Lamivudine is effective in treatment-naive patients with chronic hepatitis B. However, its role in interferon nonresponders has not been described.
In this study, researchers assessed lamivudine, with or without interferon, in patients with hepatitis B e antigen (HBeAg)-positive chronic hepatitis B who had failed interferon therapy.
Their findings are published in the June issue of the Journal of Hepatology.
The team randomized 238 patients to either lamivudine (100 mg), or placebo, for 52 weeks, or to a 24-week regimen of lamivudine plus interferon.
They compared treatments at week 52, and followed-up patients over a 16-week post-treatment period.
- lamivudine = 52%
- combination = 32%
- placebo = 25%
|Journal of Hepatology|
The team measured histology, HBeAg response, normalization of alanine aminotransferase, reduction of hepatitis B virus (HBV) DNA, and safety.
The researchers found that histologic response was more common in patients treated with lamivudine (52%), or the combination regimen (32%), than the placebo (25%).
Furthermore, HBeAg loss was more common with lamivudine (33%), compared with the combination treatment (21%) or the placebo (13%).
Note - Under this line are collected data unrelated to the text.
impl<'a> InputArray<'a> {
    /// An absent argument.
    #[must_use]
    pub const fn none() -> Self {
        Self {
            source: InputSource::None,
        }
    }

    /// Wrap a borrowed slice of elements, read as a 1 x n array.
    #[must_use]
    pub fn from_elements<T: Element>(values: &'a [T]) -> Self {
        Self {
            source: InputSource::Elements {
                bytes: as_bytes(values),
                ty: T::array_type(),
                len: values.len(),
            },
        }
    }

    /// Wrap a constant, read as a 4 x 1 array of f64.
    #[must_use]
    pub const fn from_scalar(value: Scalar) -> Self {
        Self {
            source: InputSource::Scalar(value),
        }
    }

    /// What the proxy wraps.
    #[must_use]
    pub fn kind(&self) -> ProxyKind {
        match self.source {
            InputSource::None => ProxyKind::None,
            InputSource::Dense(_) => ProxyKind::Dense,
            InputSource::Sparse(_) => ProxyKind::Sparse,
            InputSource::DenseSeq(_) => ProxyKind::DenseSeq,
            InputSource::Elements { .. } => ProxyKind::Elements,
            InputSource::Scalar(_) => ProxyKind::Scalar,
        }
    }

    /// Extents of the whole argument. A list reports `[1, len]`.
    #[must_use]
    pub fn size(&self) -> Dims {
        match self.source {
            InputSource::None => Dims::new(),
            InputSource::Dense(m) => Dims::from_slice(m.size()),
            InputSource::Sparse(s) => s.size(),
            InputSource::DenseSeq(v) => smallvec![1, v.len()],
            InputSource::Elements { len, .. } => smallvec![1, len],
            InputSource::Scalar(_) => smallvec![4, 1],
        }
    }

    /// Extents of list entry `i`; other kinds only accept `i == 0`.
    pub fn size_at(&self, i: usize) -> Result<Dims> {
        match self.source {
            InputSource::DenseSeq(v) => Ok(Dims::from_slice(seq_entry(v, i)?.size())),
            _ if i == 0 => Ok(self.size()),
            _ => Err(ArrayError::IndexOutOfRange {
                dim: 0,
                index: i,
                size: 1,
            }),
        }
    }

    /// Element count of the whole argument.
    #[must_use]
    pub fn total(&self) -> usize {
        match self.source {
            InputSource::Dense(m) => m.total(),
            InputSource::DenseSeq(v) => v.len(),
            _ => {
                let size = self.size();
                if size.is_empty() {
                    0
                } else {
                    size.iter().product()
                }
            }
        }
    }

    /// Element count of list entry `i`.
    pub fn total_at(&self, i: usize) -> Result<usize> {
        Ok(self.size_at(i)?.iter().product())
    }

    /// Element type; `None` for an absent argument or an empty list.
    #[must_use]
    pub fn array_type(&self) -> Option<ArrayType> {
        match self.source {
            InputSource::None => None,
            InputSource::Dense(m) => Some(m.array_type()),
            InputSource::Sparse(s) => Some(s.array_type()),
            InputSource::DenseSeq(v) => v.first().map(DenseArray::array_type),
            InputSource::Elements { ty, .. } => Some(ty),
            InputSource::Scalar(_) => Some(ArrayType::F64C1),
        }
    }

    /// Element type of list entry `i`.
    pub fn array_type_at(&self, i: usize) -> Result<Option<ArrayType>> {
        match self.source {
            InputSource::DenseSeq(v) => Ok(Some(seq_entry(v, i)?.array_type())),
            _ => {
                self.size_at(i)?;
                Ok(self.array_type())
            }
        }
    }

    /// Channel depth.
    #[must_use]
    pub fn depth(&self) -> Option<Depth> {
        self.array_type().map(ArrayType::depth)
    }

    /// Channels per element.
    #[must_use]
    pub fn channels(&self) -> Option<usize> {
        self.array_type().map(ArrayType::channels)
    }

    /// True when there is nothing to read.
    #[must_use]
    pub fn is_empty(&self) -> bool {
        match self.source {
            InputSource::None => true,
            InputSource::Dense(m) => m.is_empty(),
            InputSource::Sparse(s) => s.dims() == 0,
            InputSource::DenseSeq(v) => v.is_empty(),
            InputSource::Elements { len, .. } => len == 0,
            InputSource::Scalar(_) => false,
        }
    }

    /// The argument as one dense array.
    ///
    /// A dense argument is aliased (its reference count goes up), not
    /// copied. Elements and scalars are copied into a new array. Sparse
    /// arguments and lists cannot be read this way.
    pub fn resolve_dense(&self) -> Result<DenseArray> {
        match self.source {
            InputSource::None => Ok(DenseArray::new()),
            InputSource::Dense(m) => Ok(m.clone()),
            InputSource::Elements { bytes, ty, len } => elements_array(bytes, ty, len),
            InputSource::Scalar(s) => DenseArray::from_slice(&[4, 1], &s.0),
            InputSource::DenseSeq(_) => Err(ArrayError::UnsupportedKind(
                "a list of arrays cannot be read as one dense array",
            )),
            InputSource::Sparse(_) => Err(ArrayError::UnsupportedKind(
                "a sparse array cannot be read as a dense array",
            )),
        }
    }

    /// Entry `i` of a list, or row `i` of a dense argument, as a view.
    pub fn resolve_dense_at(&self, i: usize) -> Result<DenseArray> {
        match self.source {
            InputSource::DenseSeq(v) => Ok(seq_entry(v, i)?.clone()),
            InputSource::Dense(m) => m.row(i),
            _ => Err(ArrayError::UnsupportedKind(
                "indexed access needs a list or a dense array",
            )),
        }
    }

    /// The argument as a list of dense arrays.
    ///
    /// A dense argument yields one view per row. Elements yield one 1 x cn
    /// single-channel array each, a scalar yields four 1 x 1 arrays.
    pub fn resolve_dense_sequence(&self) -> Result<Vec<DenseArray>> {
        match self.source {
            InputSource::None => Ok(Vec::new()),
            InputSource::DenseSeq(v) => Ok(v.to_vec()),
            InputSource::Dense(m) => {
                if m.dims() == 0 {
                    return Ok(Vec::new());
                }
                (0..m.size()[0]).map(|i| m.row(i)).collect()
            }
            InputSource::Elements { bytes, ty, len } => {
                let flat = elements_array(bytes, ty, len)?;
                (0..len)
                    .map(|i| {
                        flat.region(&[0..1, i..i + 1])?
                            .reshape(1, &[1, ty.channels()])?
                            .deep_clone()
                    })
                    .collect()
            }
            InputSource::Scalar(s) => s
                .0
                .iter()
                .map(|v| DenseArray::from_slice(&[1, 1], std::slice::from_ref(v)))
                .collect(),
            InputSource::Sparse(_) => Err(ArrayError::UnsupportedKind(
                "a sparse array cannot be read as a list of dense arrays",
            )),
        }
    }

    /// The wrapped sparse array.
    pub fn resolve_sparse(&self) -> Result<SparseArray> {
        match self.source {
            InputSource::Sparse(s) => Ok(s.clone()),
            _ => Err(ArrayError::UnsupportedKind("the argument is not sparse")),
        }
    }
}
Virologic and alanine aminotransferase responses were also better with the lamivudine therapy.
The team found that among 28 subjects with HBeAg loss/seroconversion, 71% had durable responses 16 weeks post-treatment.
Dr Eugene Schiff’s team concluded, “Lamivudine for 52 weeks is as effective in interferon nonresponders as in previously reported treatment-naive patients”.
“However, a combination of lamivudine for 24 weeks and interferon for 16 weeks was not effective in this population”.